They hate conservatives with a passion that seems to burn brighter
than their love of America, and so, like M. de Villepin, they
can barely bring themselves to call for an American victory.
It is this
mindset that allows for the literal misrepresentation of the truth
on the front pages of major newspapers all across this country.
This military campaign will be over at some point in the near
future, whether that comes in four days or four weeks, either
way from a military standpoint this will have been a short war.
I have no
idea what is going to happen in the next 2-5 days. The balance
of news this morning seems to indicate that we may be on the verge
of the tipping point of the regime. On the other hand, it would
not surprise me one bit if the Battle for Baghdad over the coming
days becomes quite messy. This of course would provide the media
another opportunity to run a whole string of new 'quaqmire' stories
and nightmare scenarios of prolonged door-to-door urban fighting.
I do know
that we are going to win. I've always known that we were going
to win. I've also had immense faith in the leadership of Secretary
Rumsfeld. I read Sy
Hersh's hatchet job in The New Yorker on Monday which
included gems like:
"It’s
a stalemate now” - "The carriers are going to run out of
jdams” - "The Marines are worried as hell" - "The
only way out now is back, and to hope for some kind of a miracle."
- “Hope is not a course of action.”
After finishing
this article, described by the liberal blogger Josh
Marshall as "unquestionably today's required reading,"

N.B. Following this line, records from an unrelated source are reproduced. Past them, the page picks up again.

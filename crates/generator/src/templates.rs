//! Template loading and management

use crate::naming;
use crate::types::{js_type, python_type};
use specforge_common::{GeneratorError, Result, TypeDescriptor};
use std::collections::HashMap;
use tera::{Tera, Value};

pub const ASYNC_CLIENT: &str = "client.py";
pub const JS_CLIENT: &str = "client.js";
pub const DOCS_MARKDOWN: &str = "docs.md";
pub const DOCS_HTML: &str = "docs.html";
pub const MOCK_SERVER: &str = "mock_server.py";

/// Load all built-in templates
pub fn load_templates() -> Result<Tera> {
    let mut tera = Tera::default();

    tera.register_filter("snake_case", snake_case_filter);
    tera.register_filter("camel_case", camel_case_filter);
    tera.register_filter("pascal_case", pascal_case_filter);
    tera.register_filter("py_type", py_type_filter);
    tera.register_filter("js_type", js_type_filter);
    tera.register_filter("jsdoc_type", jsdoc_type_filter);
    tera.register_filter("display_type", display_type_filter);

    let builtin = [
        (ASYNC_CLIENT, include_str!("../templates/client.py.tera")),
        (JS_CLIENT, include_str!("../templates/client.js.tera")),
        (DOCS_MARKDOWN, include_str!("../templates/docs.md.tera")),
        (DOCS_HTML, include_str!("../templates/docs.html.tera")),
        (MOCK_SERVER, include_str!("../templates/mock_server.py.tera")),
    ];
    for (name, source) in builtin {
        tera.add_raw_template(name, source).map_err(|e| {
            GeneratorError::Generation(format!(
                "Failed to load {} template: {}",
                name,
                describe(&e)
            ))
        })?;
    }

    Ok(tera)
}

/// Replace a built-in template with user-supplied source
pub fn override_template(tera: &mut Tera, name: &str, source: &str) -> Result<()> {
    tera.add_raw_template(name, source).map_err(|e| {
        GeneratorError::Generation(format!(
            "Failed to load custom {} template: {}",
            name,
            describe(&e)
        ))
    })
}

/// Flatten a tera error and its sources into one line
///
/// Tera's top-level message is usually just "Failed to render 'x'"; the
/// actual cause sits further down the chain.
pub fn describe(error: &tera::Error) -> String {
    let mut message = error.to_string();
    let mut source = std::error::Error::source(error);
    while let Some(cause) = source {
        message.push_str(": ");
        message.push_str(&cause.to_string());
        source = cause.source();
    }
    message
}

fn string_arg<'a>(value: &'a Value, filter: &str) -> tera::Result<&'a str> {
    value
        .as_str()
        .ok_or_else(|| tera::Error::msg(format!("{} filter expects a string", filter)))
}

fn descriptor_arg(value: &Value, filter: &str) -> tera::Result<TypeDescriptor> {
    serde_json::from_value(value.clone()).map_err(|e| {
        tera::Error::msg(format!("{} filter expects a type descriptor: {}", filter, e))
    })
}

fn snake_case_filter(value: &Value, _args: &HashMap<String, Value>) -> tera::Result<Value> {
    Ok(Value::String(naming::snake_case(string_arg(value, "snake_case")?)))
}

fn camel_case_filter(value: &Value, _args: &HashMap<String, Value>) -> tera::Result<Value> {
    Ok(Value::String(naming::camel_case(string_arg(value, "camel_case")?)))
}

fn pascal_case_filter(value: &Value, _args: &HashMap<String, Value>) -> tera::Result<Value> {
    Ok(Value::String(naming::pascal_case(string_arg(value, "pascal_case")?)))
}

/// Type descriptor to Python annotation
fn py_type_filter(value: &Value, _args: &HashMap<String, Value>) -> tera::Result<Value> {
    let ty = descriptor_arg(value, "py_type")?;
    Ok(Value::String(python_type(&ty)))
}

/// Type descriptor to JSDoc type expression
fn js_type_filter(value: &Value, _args: &HashMap<String, Value>) -> tera::Result<Value> {
    let ty = descriptor_arg(value, "js_type")?;
    Ok(Value::String(js_type(&ty)))
}

/// Same as `js_type`, wrapped in braces for `@param`/`@typedef`
fn jsdoc_type_filter(value: &Value, _args: &HashMap<String, Value>) -> tera::Result<Value> {
    let ty = descriptor_arg(value, "jsdoc_type")?;
    Ok(Value::String(format!("{{{}}}", js_type(&ty))))
}

/// Type descriptor in its neutral notation (`array<Pet>`)
fn display_type_filter(value: &Value, _args: &HashMap<String, Value>) -> tera::Result<Value> {
    let ty = descriptor_arg(value, "display_type")?;
    Ok(Value::String(ty.to_string()))
}
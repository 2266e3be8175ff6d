//! RAML 1.0 specification parser
//!
//! Adapts RAML documents to the OpenAPI shape before normalization:
//!
//! - `title`/`version`/`description` → `info`
//! - `baseUri` → `servers` (with `{version}` substituted)
//! - nested `/resource` keys → `paths` (concatenated)
//! - `queryParameters`, `uriParameters`, `headers` → `parameters`
//! - `body` → `requestBody.content`, `responses.<code>.body` → `content`
//! - `types` → `components.schemas`
//!
//! ## Usage
//! ```rust,ignore
//! use specforge_parser::{raml::RamlParser, SpecParser};
//!
//! let parser = RamlParser::from_file("api.raml")?;
//! let model = parser.parse()?;
//! ```

mod converter;
mod parser;

pub use converter::{convert_raml_to_openapi, type_schema};
pub use parser::RamlParser;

my first two thoughts were Bob Woodward's interview with President
Bush where the President looked Woodward in the eye and said “Seymour
Hersh is a liar” and, second Rumsfeld sounds like the exact kind
of person I would want running the Pentagon.
One of the
reasons the media criticism of Operation Iraqi Freedom was able
to reach the fever pitch it did was all the carping from ex-military
officers who don't like Rumsfeld's vision of the new military.
That's fine. This Secretary of Defense understands that the wars
and conflicts of the new millennium are not going to be fought
the way they were fifty, thirty or even ten years ago. This unnerves
many in the bureaucratic echelons of our armed forces, but that
is a good thing not a bad one.
The combination
of liberal media and disgruntled officers makes Rumsfeld a vulnerable
target and leaves more than a few hoping Rummy gets a very public
comeuppance. The truth will come out in the following weeks and
months, and we will see where the chips fall regarding whether
or not this battle plan was well conceived. J.
McIntyre 9:09 am
Wednesday,
April 2 2003
THE
STRAIN OF WAR:
It's beginning to show on the
President and on the
coalition. As difficult as it might be for our troops to show
restraint in the face of uncertain and terrorist-like tactics
from Iraqi combatants, right now it still remains a political
necessity. Yes, protection of our forces is paramount and yes,
we want this thing over as fast as possible. But we still need
to keep our heads, and we need to keep the coalition tight. And
that means addressing the concerns of the Brits, both their military
commanders and their
political leaders.
U of M:
The Supreme Court heard
arguments yesterday. One thing that has bothered me about
the discussion of affirmative action over the past few months
is that it doesn't address the broader issue of education in the
country. Let me explain.
Affirmative
action was originally designed as a temporary measure to address
educational (and economic) equality. Decades later, despite the
significant progress that has been made in the area of educational
opportunity for minorities, liberals tell us that affirmative
action is still necessary.
The rationale
for this is that diversity - not necessarily educational opportunity
- is now seen as the main goal. This allows for an incredible
paradox: liberals who fervently support affirmative action also
vehemently oppose any changes to the current status quo of our
primary education system - a system that for decades has shortchanged
minority students and continues to churn out underqualified applicants
to universities across the country. Put another way, one of the
main reasons we're still having a debate about affirmative action
in this country is because our public school system, despite trillions
of dollars of spending over the last fifty years, continues to
fail to produce a broader and deeper pool of minority applicants.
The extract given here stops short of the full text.